Other Central Valley counties will do more poorly, with Fresno losing 6 percent of its annual economic impact, Merced 5.6 percent and Stanislaus 4.4 percent for every 1-degree Celsius rise in temperatures.

The actual economic effects are likely to be worse as the years go by. Temperatures are expected to increase by more than 1 degree during this century; a study by NASA, for example, says temperatures could climb 2 to 6 degrees Celsius by 2100.

Hsiang and Rising acknowledged the study has flaws, some of which mask the true costs of climate change in California. They include a failure to calculate the economic impact of rising sea levels gradually inundating beaches and coastal communities.

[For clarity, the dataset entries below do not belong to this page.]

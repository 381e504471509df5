//! GameView: maps a core `GameSnapshot` into a terminal framebuffer.
//!
//! This module is pure (no I/O). It can be unit-tested.

use crate::core::GameSnapshot;
use crate::fb::{CellStyle, FrameBuffer, Rgb};
use crate::types::TILE_COUNT;

/// Terminal viewport dimensions.
#[derive(Debug, Clone, Copy, PartialEq, Eq)]
pub struct Viewport {
    pub width: u16,
    pub height: u16,
}

impl Viewport {
    pub fn new(width: u16, height: u16) -> Self {
        Self { width, height }
    }
}

/// A lightweight terminal renderer for the snake game.
///
/// The view owns no game state: the snapshot and the persisted high score are
/// supplied by the caller every frame.
pub struct GameView {
    /// Board cell width in terminal columns.
    cell_w: u16,
    /// Board cell height in terminal rows.
    cell_h: u16,
}

const RESUME_PROMPT: &str = "press space to resume";

impl Default for GameView {
    fn default() -> Self {
        // 2x1 helps compensate for typical terminal glyph aspect ratio.
        Self {
            cell_w: 2,
            cell_h: 1,
        }
    }
}

impl GameView {
    pub fn new(cell_w: u16, cell_h: u16) -> Self {
        Self { cell_w, cell_h }
    }

    /// Render the current game state into an existing framebuffer.
    ///
    /// This is the allocation-free hot path. Callers can reuse a framebuffer
    /// across frames and only resize when the terminal size changes.
    pub fn render_into(
        &self,
        snap: &GameSnapshot,
        high_score: u32,
        viewport: Viewport,
        fb: &mut FrameBuffer,
    ) {
        fb.resize(viewport.width, viewport.height);
        fb.clear(CellStyle::default().into_cell(' '));

        let board_px_w = (TILE_COUNT as u16) * self.cell_w;
        let board_px_h = (TILE_COUNT as u16) * self.cell_h;
        let frame_w = board_px_w + 2;
        let frame_h = board_px_h + 2;

        let start_x = viewport.width.saturating_sub(frame_w) / 2;
        let start_y = viewport.height.saturating_sub(frame_h) / 2;

        let bg = CellStyle {
            fg: Rgb::new(80, 80, 90),
            bg: Rgb::new(0, 0, 0),
            bold: false,
            dim: false,
        };
        let border = CellStyle {
            fg: Rgb::new(200, 200, 200),
            bg: Rgb::new(0, 0, 0),
            bold: false,
            dim: false,
        };
        let food_style = CellStyle {
            fg: Rgb::new(220, 60, 60),
            bg: Rgb::new(0, 0, 0),
            bold: true,
            dim: false,
        };
        let body_style = CellStyle {
            fg: Rgb::new(40, 90, 200),
            bg: Rgb::new(0, 0, 0),
            bold: false,
            dim: false,
        };
        let head_style = CellStyle {
            fg: Rgb::new(90, 150, 255),
            bg: Rgb::new(0, 0, 0),
            bold: true,
            dim: false,
        };

        // Background for play area.
        fb.fill_rect(start_x + 1, start_y + 1, board_px_w, board_px_h, ' ', bg);

        // Border.
        self.draw_border(fb, start_x, start_y, frame_w, frame_h, border);

        // Food.
        for f in &snap.food {
            if f.x >= 0 && f.x < TILE_COUNT && f.y >= 0 && f.y < TILE_COUNT {
                self.fill_cell_rect(fb, start_x, start_y, f.x as u16, f.y as u16, '●', food_style);
            }
        }

        // Snake body, then the head on top (distinguished).
        for part in snap.snake.iter().skip(1) {
            self.fill_cell_rect(
                fb,
                start_x,
                start_y,
                part.x as u16,
                part.y as u16,
                '█',
                body_style,
            );
        }
        if let Some(head) = snap.snake.first() {
            if head.x >= 0 && head.x < TILE_COUNT && head.y >= 0 && head.y < TILE_COUNT {
                self.fill_cell_rect(
                    fb,
                    start_x,
                    start_y,
                    head.x as u16,
                    head.y as u16,
                    '█',
                    head_style,
                );
            }
        }

        // Score line, outside the frame.
        self.draw_score_line(fb, snap, high_score, start_x, start_y, frame_h);

        // Resume prompt overlay while frozen (startup and post-game-over).
        if !snap.running() {
            self.draw_overlay_text(fb, start_x, start_y, frame_w, frame_h, RESUME_PROMPT);
        }
    }

    /// Convenience helper that allocates a new framebuffer.
    pub fn render(&self, snap: &GameSnapshot, high_score: u32, viewport: Viewport) -> FrameBuffer {
        let mut fb = FrameBuffer::new(viewport.width, viewport.height);
        self.render_into(snap, high_score, viewport, &mut fb);
        fb
    }

    fn draw_border(&self, fb: &mut FrameBuffer, x: u16, y: u16, w: u16, h: u16, style: CellStyle) {
        if w < 2 || h < 2 {
            return;
        }

        fb.put_char(x, y, '┌', style);
        fb.put_char(x + w - 1, y, '┐', style);
        fb.put_char(x, y + h - 1, '└', style);
        fb.put_char(x + w - 1, y + h - 1, '┘', style);

        for dx in 1..w - 1 {
            fb.put_char(x + dx, y, '─', style);
            fb.put_char(x + dx, y + h - 1, '─', style);
        }
        for dy in 1..h - 1 {
            fb.put_char(x, y + dy, '│', style);
            fb.put_char(x + w - 1, y + dy, '│', style);
        }
    }

    fn fill_cell_rect(
        &self,
        fb: &mut FrameBuffer,
        start_x: u16,
        start_y: u16,
        tile_x: u16,
        tile_y: u16,
        ch: char,
        style: CellStyle,
    ) {
        let px = start_x + 1 + tile_x * self.cell_w;
        let py = start_y + 1 + tile_y * self.cell_h;
        fb.fill_rect(px, py, self.cell_w, self.cell_h, ch, style);
    }

    fn draw_score_line(
        &self,
        fb: &mut FrameBuffer,
        snap: &GameSnapshot,
        high_score: u32,
        start_x: u16,
        start_y: u16,
        frame_h: u16,
    ) {
        let text = format!("score: {} | highscore: {}", snap.score, high_score);

        // Below the frame if there is room, else above it.
        let row = if start_y + frame_h < fb.height() {
            start_y + frame_h
        } else if start_y > 0 {
            start_y - 1
        } else {
            return;
        };

        fb.put_str(start_x + 1, row, &text, CellStyle::default());
    }

    fn draw_overlay_text(
        &self,
        fb: &mut FrameBuffer,
        start_x: u16,
        start_y: u16,
        frame_w: u16,
        frame_h: u16,
        text: &str,
    ) {
        let style = CellStyle {
            fg: Rgb::new(255, 255, 255),
            bg: Rgb::new(60, 60, 60),
            bold: true,
            dim: false,
        };

        let padded_len = (text.chars().count() as u16) + 2;
        let tx = start_x + frame_w.saturating_sub(padded_len) / 2;
        let ty = start_y + frame_h / 2;

        fb.put_char(tx, ty, ' ', style);
        fb.put_str(tx + 1, ty, text, style);
        fb.put_char(tx + 1 + padded_len - 2, ty, ' ', style);
    }
}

Predictions about rising seas in California are dire; a just-released study by the Union of Concerned Scientists said the Bay Area can expect chronic flooding by 2035 in well-heeled communities such as Alameda, Redwood Shores and Corte Madera. Another recent study, released by the state Ocean Protection Council, said, “Hundreds of miles of roads and railways, harbors and airports, power plants and wastewater treatment facilities, in addition to thousands of businesses and homes, are at risk from future flooding, inundation, and coastal retreat.”

However, the authors of the Science article said the financial effect was difficult to assess compared to, say, the damage done by a devastating hurricane.

Despite its shortcomings, the study is resonating with economists. University of the Pacific economist Jeff Michael, who wasn’t involved in the study, said it makes sense that inland California will be more vulnerable than the coast to the effects of global warming.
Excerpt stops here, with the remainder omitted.